Martín Rodríguez Yebra/ La Nación de Argentina/GDA
Alex Salmond suele bromear con que el mayor logro de su carrera ha sido que los políticos británicos nunca lo tomaran demasiado en serio.
Quizás eso haya sido cierto durante mucho tiempo, cuando Salmond era un joven de aspecto rebelde que se cansaba de perder elecciones prometiendo llevar a Escocia a una independencia que casi nadie pedía. Incluso también, cuando ya maduro y convertido en un gobernante regional, anunciaba que la “liberación” estaba por llegar.
Pero al menos desde hace dos semanas ya nadie subestima a este hombre rechoncho, de 59 años, ojos saltones y voz inflamada que a fuerza de voluntad de poder y paciencia estratégica puso a Gran Bretaña ante el peligro posible de la fractura definitiva.
Fue él quien enredó a David Cameron para conseguir hace dos años que autorizara un referéndum separatista que parecía destinado al fracaso. Y quien personificó la campaña para entusiasmar a los votantes con un discurso esperanzador, acaso utópico, pero que logró cosechar márgenes de apoyo que según las encuestas lo acercan al 50% necesario para ganar.
Logró incluso enmascarar las lagunas serias de su discurso, como la falta de una respuesta clara sobre qué moneda circulará en una Escocia independiente.
La vena nacionalista le creció en sus años de estudiante en la Universidad de Saint Andrews, donde cursó economía e historia medieval. Se hizo experto en petróleo, el pasaporte a la riqueza que en aquellos años 70 empezaba a manar del Mar del Norte, y en las guerras que los héroes míticos de hace siete siglos pelearon contra Inglaterra para defender la autonomía de Escocia.
Hijo de un laborista y una conservadora, él se alistó en el Partido Nacionalista Escocés (SNP, por sus siglas en inglés). Le tocó empezar del lado de los perdedores: su primera experiencia electoral coincidió con el primer triunfo de Margaret Thatcher, que redujo de once a dos la cantidad de parlamentarios nacionalistas que Escocia enviaría a Londres.
Salmond terminó expulsado de su partido, después de fracasar en su intento de volcarlo hacia la izquierda con una oposición radical a la agresiva política de recortes y privatizaciones del thatcherismo.
Su primera resurrección llegaría en 1985. Tras volver con aires moderados al partido, consiguió una banca en el Parlamento británico.
Cinco años más tarde se quedó con el liderazgo del SNP. Eran épocas en que Escocia era territorio del laborismo y los nacionalistas peleaban por las sobras. El giro iba a llegar en 1997, cuando Tony Blair decidió cumplir su promesa electoral de devolver a Edimburgo un Parlamento regional que absorbiera una serie de limitadas facultades de gobierno en Escocia. Era la receta del laborismo para “terminar para siempre” con el nacionalismo separatista.

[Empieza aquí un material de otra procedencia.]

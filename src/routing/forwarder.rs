//! Forwarding resolution.
//!
//! Given a sender and an envelope whose `target` list is already resolved
//! to concrete context ids, decides per target whether to send directly or
//! through an intermediate forwarder, then groups targets so the minimum
//! number of physical channel calls is made.
//!
//! # Per-target rules, in priority order
//!
//! 1. Direct: the graph links the two roles and the tab ids are
//!    compatible (direct is refused only when both sides carry a tab id
//!    and the ids differ)
//! 2. Hub to page world: forward through the target tab's content script
//! 3. Page world to anything but its own content script: forward through
//!    the sender's own content script
//! 4. Anything that can reach the hub: forward through the hub
//! 5. Nothing applies: raise an unreachable error - this indicates a
//!    reachability-graph bug, never a runtime condition
//!
//! A node receiving a sub-message whose `forwarder` names itself re-runs
//! this same resolution on the embedded target list, which is how a star
//! topology routes everything without any node knowing the full graph.

// ============================================================================
// Imports
// ============================================================================

use std::collections::BTreeMap;

use tracing::trace;

use crate::error::{Error, Result};
use crate::protocol::{ContextId, Envelope, Role};
use crate::transport::ChannelKind;

use super::graph::ReachabilityGraph;

// ============================================================================
// SubMessage
// ============================================================================

/// One physical send produced by forwarding resolution.
///
/// The envelope carries the subset of targets this send covers, plus the
/// `forwarder` and `channel` routing fields.
#[derive(Debug, Clone)]
pub struct SubMessage {
    /// The envelope to put on the wire.
    pub envelope: Envelope,
    /// The channel kind to post it on.
    pub channel: ChannelKind,
}

// ============================================================================
// Resolution
// ============================================================================

/// Splits an envelope into per-channel, per-forwarder sub-messages.
///
/// # Errors
///
/// [`Error::Unreachable`] when no rule covers a target - a topology bug,
/// raised rather than dropped so it is visible during development.
pub fn split(sender: &ContextId, envelope: &Envelope) -> Result<Vec<SubMessage>> {
    // Group targets by chosen forwarder; `None` is the direct group.
    let mut groups: BTreeMap<Option<ContextId>, Vec<ContextId>> = BTreeMap::new();
    for target in &envelope.target {
        let forwarder = route(sender, target)?;
        groups.entry(forwarder).or_default().push(target.clone());
    }

    let mut subs = Vec::new();
    for (forwarder, targets) in groups {
        match forwarder {
            Some(forwarder) => {
                let channel = ReachabilityGraph::reachable(sender.role(), forwarder.role())
                    .ok_or_else(|| Error::unreachable(sender.clone(), forwarder.clone()))?;
                subs.push(sub_message(
                    envelope,
                    targets,
                    Some(forwarder),
                    channel,
                ));
            }
            None => {
                // Direct sends may still need several physical channels.
                let mut by_channel: BTreeMap<ChannelKind, Vec<ContextId>> = BTreeMap::new();
                for target in targets {
                    let channel = ReachabilityGraph::reachable(sender.role(), target.role())
                        .ok_or_else(|| Error::unreachable(sender.clone(), target.clone()))?;
                    by_channel.entry(channel).or_default().push(target);
                }
                for (channel, targets) in by_channel {
                    subs.push(sub_message(envelope, targets, None, channel));
                }
            }
        }
    }

    trace!(
        sender = %sender,
        message = %envelope.id,
        subs = subs.len(),
        "Resolved forwarding"
    );
    Ok(subs)
}

/// Chooses the forwarder for one target, or `None` for a direct send.
fn route(sender: &ContextId, target: &ContextId) -> Result<Option<ContextId>> {
    let tabs_clash = match (sender.tab(), target.tab()) {
        (Some(a), Some(b)) => a != b,
        _ => false,
    };

    // Rule 1: direct reachability.
    if ReachabilityGraph::can_reach(sender.role(), target.role()) && !tabs_clash {
        return Ok(None);
    }

    // Rule 2: the hub reaches a tab's page world through that tab's
    // content script.
    if sender.role() == Role::Background && target.role() == Role::Web {
        let tab = target
            .tab()
            .ok_or_else(|| Error::unreachable(sender.clone(), target.clone()))?;
        return Ok(Some(ContextId::with_tab(Role::ContentScript, tab)));
    }

    // Rule 3: the page world reaches everything through its own tab's
    // content script.
    if sender.role() == Role::Web
        && let Some(tab) = sender.tab()
    {
        let own_content_script = ContextId::with_tab(Role::ContentScript, tab);
        if *target != own_content_script {
            return Ok(Some(own_content_script));
        }
    }

    // Rule 4: anything that can reach the hub forwards through it.
    if ReachabilityGraph::can_reach(sender.role(), Role::Background) {
        return Ok(Some(ContextId::hub()));
    }

    // Rule 5: topology bug.
    Err(Error::unreachable(sender.clone(), target.clone()))
}

fn sub_message(
    envelope: &Envelope,
    targets: Vec<ContextId>,
    forwarder: Option<ContextId>,
    channel: ChannelKind,
) -> SubMessage {
    let mut sub = envelope.clone();
    sub.target = targets;
    sub.forwarder = forwarder;
    sub.channel = Some(channel);
    SubMessage {
        envelope: sub,
        channel,
    }
}

// ============================================================================
// Tests
// ============================================================================

#[cfg(test)]
mod tests {
    use super::*;

    use serde_json::Value;

    fn ctx(raw: &str) -> ContextId {
        raw.parse().expect("context id")
    }

    fn envelope(source: &str, targets: &[&str]) -> Envelope {
        let source = ctx(source);
        let tab_id = source.tab();
        Envelope::new(
            Some("test".to_string()),
            Value::Null,
            source,
            targets.iter().map(|t| ctx(t)).collect(),
            None,
            tab_id,
        )
    }

    #[test]
    fn test_same_tab_direct_over_page() {
        let env = envelope("contentScript-123", &["web-123", "contentScript-123"]);
        let subs = split(&ctx("contentScript-123"), &env).expect("split");

        assert_eq!(subs.len(), 1);
        assert_eq!(subs[0].channel, ChannelKind::Page);
        assert_eq!(subs[0].envelope.forwarder, None);
        assert_eq!(
            subs[0].envelope.target,
            vec![ctx("web-123"), ctx("contentScript-123")]
        );
    }

    #[test]
    fn test_content_script_fan_out_splits_by_channel_and_forwarder() {
        // The motivating example: one send splitting three ways.
        let env = envelope(
            "contentScript-123",
            &["web-123", "contentScript-123", "background", "other", "web-456"],
        );
        let subs = split(&ctx("contentScript-123"), &env).expect("split");
        assert_eq!(subs.len(), 3);

        let direct_page = subs
            .iter()
            .find(|s| s.envelope.forwarder.is_none() && s.channel == ChannelKind::Page)
            .expect("page group");
        assert_eq!(
            direct_page.envelope.target,
            vec![ctx("web-123"), ctx("contentScript-123")]
        );

        let direct_runtime = subs
            .iter()
            .find(|s| s.envelope.forwarder.is_none() && s.channel == ChannelKind::Runtime)
            .expect("runtime group");
        assert_eq!(direct_runtime.envelope.target, vec![ctx("background")]);

        let forwarded = subs
            .iter()
            .find(|s| s.envelope.forwarder.is_some())
            .expect("forwarded group");
        assert_eq!(forwarded.envelope.forwarder, Some(ctx("background")));
        assert_eq!(forwarded.channel, ChannelKind::Runtime);
        assert_eq!(
            forwarded.envelope.target,
            vec![ctx("other"), ctx("web-456")]
        );
    }

    #[test]
    fn test_hub_to_page_world_forwards_through_that_tab() {
        // Scenario: background posting to web-5 must pick contentScript-5.
        let env = envelope("background", &["web-5"]);
        let subs = split(&ctx("background"), &env).expect("split");

        assert_eq!(subs.len(), 1);
        assert_eq!(subs[0].envelope.forwarder, Some(ctx("contentScript-5")));
        assert_eq!(subs[0].channel, ChannelKind::Runtime);
        assert_eq!(subs[0].envelope.target, vec![ctx("web-5")]);
    }

    #[test]
    fn test_page_world_routes_everything_through_own_content_script() {
        let env = envelope("web-42", &["contentScript-42", "background"]);
        let subs = split(&ctx("web-42"), &env).expect("split");
        assert_eq!(subs.len(), 2);

        let direct = subs
            .iter()
            .find(|s| s.envelope.forwarder.is_none())
            .expect("direct group");
        assert_eq!(direct.envelope.target, vec![ctx("contentScript-42")]);
        assert_eq!(direct.channel, ChannelKind::Page);

        let forwarded = subs
            .iter()
            .find(|s| s.envelope.forwarder.is_some())
            .expect("forwarded group");
        assert_eq!(forwarded.envelope.forwarder, Some(ctx("contentScript-42")));
        assert_eq!(forwarded.channel, ChannelKind::Page);
        assert_eq!(forwarded.envelope.target, vec![ctx("background")]);
    }

    #[test]
    fn test_cross_tab_goes_through_hub() {
        let env = envelope("contentScript-1", &["contentScript-2"]);
        let subs = split(&ctx("contentScript-1"), &env).expect("split");
        assert_eq!(subs.len(), 1);
        assert_eq!(subs[0].envelope.forwarder, Some(ctx("background")));
        assert_eq!(subs[0].channel, ChannelKind::Runtime);
    }

    #[test]
    fn test_other_to_other_goes_through_hub() {
        let env = envelope("other", &["other"]);
        let subs = split(&ctx("other"), &env).expect("split");
        assert_eq!(subs[0].envelope.forwarder, Some(ctx("background")));
    }

    #[test]
    fn test_replay_terminates_within_two_resolutions() {
        // Every directly-linked (sender role, target) pair either sends
        // immediately or reaches a forwarder whose own resolution is
        // direct.
        let pairs = [
            ("web-1", "contentScript-1"),
            ("contentScript-1", "web-1"),
            ("contentScript-1", "contentScript-1"),
            ("contentScript-1", "background"),
            ("background", "contentScript-1"),
            ("background", "other"),
            ("other", "background"),
        ];

        for (sender, target) in pairs {
            let env = envelope(sender, &[target]);
            let subs = split(&ctx(sender), &env).expect("split");
            assert_eq!(subs.len(), 1);

            match &subs[0].envelope.forwarder {
                None => {}
                Some(forwarder) => {
                    // Replay at the forwarder; the second hop must be
                    // direct.
                    let second = split(forwarder, &subs[0].envelope).expect("replay");
                    for sub in second {
                        assert_eq!(sub.envelope.forwarder, None, "{sender} -> {target}");
                    }
                }
            }
        }
    }

    #[test]
    fn test_hub_to_itself_is_unreachable() {
        let env = envelope("background", &["background"]);
        let err = split(&ctx("background"), &env).unwrap_err();
        assert!(matches!(err, Error::Unreachable { .. }));
    }

    #[test]
    fn test_sub_messages_keep_identity_fields() {
        let env = envelope("web-42", &["background"]);
        let subs = split(&ctx("web-42"), &env).expect("split");
        assert_eq!(subs[0].envelope.id, env.id);
        assert_eq!(subs[0].envelope.source, env.source);
        assert_eq!(subs[0].envelope.tab_id, env.tab_id);
    }
}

Salmond perdió en 1999 la carrera por convertirse en primer ministro regional y en 2004 decidió resignar el liderazgo del SNP. “Si me nominan, lo rechazaré; si me eligen, renunciaré”, dijo, solemne. Pero tres años después resultaba votado como jefe de gobierno escocés, con una frágil minoría. ¿Había llegado la hora del independentismo?
En Londres no lo vieron venir. Lo creían demasiado debilitado en el frente interno para amenazar a la unión. En las elecciones de mayo de 2011 arrasó inesperadamente y logró una mayoría absoluta en Edimburgo, con lo que logró arrancarle a Cameron el referéndum.
Salmond vive por y para la política. Se casó en 1981 con una mujer 17 años mayor que él. No tienen hijos. Lleva tiempo puliendo su imagen, afinando su carisma. Sólo se relaja cuando se pierde en los campos de golf, donde suele compartir largas caminatas con amigos famosos, como Sean Connery o Donald Trump. Otra de sus pasiones son las carreras de caballos. Tanto le gustan que llegó a tener una columna sobre apuestas en The Scotsman, uno de los principales diarios de Glasgow.
Le gusta decir que se siente el caballo que corre de atrás. Hoy pondrá a prueba si es capaz de ganar el gran premio. O si, fiel a su historia, empezará a prepararse para el próximo intento.